--- Dataset extract ---
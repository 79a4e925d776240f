use std::collections::HashMap;
use std::sync::Arc;

use indexmap::IndexMap;
use pox_semver::VersionParser;

use crate::package::{AliasPackage, Package, Stability};

use super::rule::Literal;

/// A package id is just the positive literal that refers to it; id 0 is invalid.
pub type PackageId = Literal;

#[derive(Clone)]
pub enum PoolEntry {
    Package(Arc<Package>),
    Alias(Arc<AliasPackage>, PackageId),
}

/// The canonical, append-only registry of every candidate package the solver
/// may reason about. Ids are assigned densely starting at 1 and never reused.
pub struct Pool {
    entries: Vec<PoolEntry>,
    /// Every name (own name, plus every `provide`/`replace` target) maps to the
    /// ids of packages offering it, in registration order.
    by_name: IndexMap<String, Vec<PackageId>>,
    /// Ids of alias packages pointing at a given underlying package id.
    aliases_of: HashMap<PackageId, Vec<PackageId>>,
    /// Per-name priority override, consulted ahead of repository priority.
    name_priority: HashMap<String, i32>,
    minimum_stability: Stability,
    parser: VersionParser,
}

impl Pool {
    pub fn new() -> Self {
        Self {
            entries: vec![PoolEntry::Package(Arc::new(Package::new("", "")))], // id 0 sentinel
            by_name: IndexMap::new(),
            aliases_of: HashMap::new(),
            name_priority: HashMap::new(),
            minimum_stability: Stability::Stable,
            parser: VersionParser::new(),
        }
    }

    pub fn with_minimum_stability(mut self, stability: Stability) -> Self {
        self.minimum_stability = stability;
        self
    }

    pub fn minimum_stability(&self) -> Stability {
        self.minimum_stability
    }

    /// Registers a concrete package from a repository of the given priority
    /// (higher wins). Indexes it under its own name and every provide/replace name.
    pub fn add_package_from_repo(&mut self, mut package: Package, priority: i32) -> PackageId {
        package.repository_priority = priority;
        let package = Arc::new(package);
        let id = self.entries.len() as PackageId;
        self.index_name(package.name().to_string(), id);
        for name in package.provide.keys() {
            self.index_name(name.to_lowercase(), id);
        }
        for name in package.replace.keys() {
            self.index_name(name.to_lowercase(), id);
        }
        self.entries.push(PoolEntry::Package(package));
        id
    }

    /// Registers an alias of an already-registered package.
    pub fn add_alias(&mut self, alias: AliasPackage, target: PackageId) -> PackageId {
        let alias = Arc::new(alias);
        let id = self.entries.len() as PackageId;
        self.index_name(alias.name().to_string(), id);
        self.entries.push(PoolEntry::Alias(alias, target));
        self.aliases_of.entry(target).or_default().push(id);
        id
    }

    fn index_name(&mut self, name: String, id: PackageId) {
        self.by_name.entry(name).or_default().push(id);
    }

    pub fn len(&self) -> usize {
        self.entries.len() - 1
    }

    pub fn entry(&self, id: PackageId) -> &PoolEntry {
        &self.entries[id.unsigned_abs() as usize]
    }

    pub fn is_alias(&self, id: PackageId) -> bool {
        matches!(self.entry(id), PoolEntry::Alias(..))
    }

    pub fn is_root_package_alias(&self, id: PackageId) -> bool {
        match self.entry(id) {
            PoolEntry::Alias(a, _) => a.is_root_package_alias(),
            _ => false,
        }
    }

    pub fn alias_target(&self, id: PackageId) -> Option<PackageId> {
        match self.entry(id) {
            PoolEntry::Alias(_, target) => Some(*target),
            _ => None,
        }
    }

    pub fn get_aliases(&self, id: PackageId) -> &[PackageId] {
        self.aliases_of.get(&id).map(Vec::as_slice).unwrap_or(&[])
    }

    pub fn package(&self, id: PackageId) -> Arc<Package> {
        match self.entry(id) {
            PoolEntry::Package(p) => p.clone(),
            PoolEntry::Alias(a, _) => a.alias_of_arc(),
        }
    }

    /// Returns the alias wrapper itself, if `id` refers to an alias entry.
    pub fn alias_package(&self, id: PackageId) -> Option<Arc<AliasPackage>> {
        match self.entry(id) {
            PoolEntry::Alias(a, _) => Some(a.clone()),
            PoolEntry::Package(_) => None,
        }
    }

    pub fn name(&self, id: PackageId) -> &str {
        match self.entry(id) {
            PoolEntry::Package(p) => p.name(),
            PoolEntry::Alias(a, _) => a.name(),
        }
    }

    pub fn version(&self, id: PackageId) -> &str {
        match self.entry(id) {
            PoolEntry::Package(p) => p.version(),
            PoolEntry::Alias(a, _) => a.version(),
        }
    }

    pub fn pretty_string(&self, id: PackageId) -> String {
        match self.entry(id) {
            PoolEntry::Package(p) => p.pretty_string(),
            PoolEntry::Alias(a, _) => a.pretty_string(),
        }
    }

    pub fn stability(&self, id: PackageId) -> Stability {
        match self.entry(id) {
            PoolEntry::Package(p) => p.stability(),
            PoolEntry::Alias(a, _) => a.stability(),
        }
    }

    pub fn is_dev(&self, id: PackageId) -> bool {
        match self.entry(id) {
            PoolEntry::Package(p) => p.is_dev(),
            PoolEntry::Alias(a, _) => a.is_dev(),
        }
    }

    pub fn require(&self, id: PackageId) -> IndexMap<String, String> {
        match self.entry(id) {
            PoolEntry::Package(p) => p.require.clone(),
            PoolEntry::Alias(a, _) => a.require().clone(),
        }
    }

    pub fn conflict(&self, id: PackageId) -> IndexMap<String, String> {
        match self.entry(id) {
            PoolEntry::Package(p) => p.conflict.clone(),
            PoolEntry::Alias(a, _) => a.conflict().clone(),
        }
    }

    pub fn replace(&self, id: PackageId) -> IndexMap<String, String> {
        match self.entry(id) {
            PoolEntry::Package(p) => p.replace.clone(),
            PoolEntry::Alias(a, _) => a.replace().clone(),
        }
    }

    pub fn repository_priority(&self, id: PackageId) -> i32 {
        match self.entry(id) {
            PoolEntry::Package(p) => p.repository_priority,
            PoolEntry::Alias(_, target) => self.repository_priority(*target),
        }
    }

    pub fn get_priority_by_id(&self, id: PackageId) -> i32 {
        if let Some(&p) = self.name_priority.get(self.name(id)) {
            return p;
        }
        self.repository_priority(id)
    }

    pub fn set_priority(&mut self, name: &str, priority: i32) {
        self.name_priority.insert(name.to_lowercase(), priority);
    }

    pub fn ids_for_name(&self, name: &str) -> &[PackageId] {
        self.by_name.get(name).map(Vec::as_slice).unwrap_or(&[])
    }

    /// Returns every id that satisfies `name` under `constraint` (or all ids
    /// registered under `name` if `constraint` is `None` / `"*"`).
    pub fn what_provides(&self, name: &str, constraint: Option<&str>) -> Vec<PackageId> {
        let candidates = self.ids_for_name(name);
        let Some(constraint) = constraint.filter(|c| !c.is_empty() && *c != "*") else {
            return candidates.to_vec();
        };
        let Ok(parsed) = self.parser.parse_constraints_cached(constraint) else {
            return Vec::new();
        };
        candidates
            .iter()
            .copied()
            .filter(|&id| parsed.matches_normalized(self.version(id)))
            .collect()
    }
}

impl Default for Pool {
    fn default() -> Self {
        Self::new()
    }
}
---
- [What to work on]: In the material above, find every line with the word "Returns" and show it.

- [Answer section]:
    /// Returns the alias wrapper itself, if `id` refers to an alias entry.
    /// Returns every id that satisfies `name` under `constraint` (or all ids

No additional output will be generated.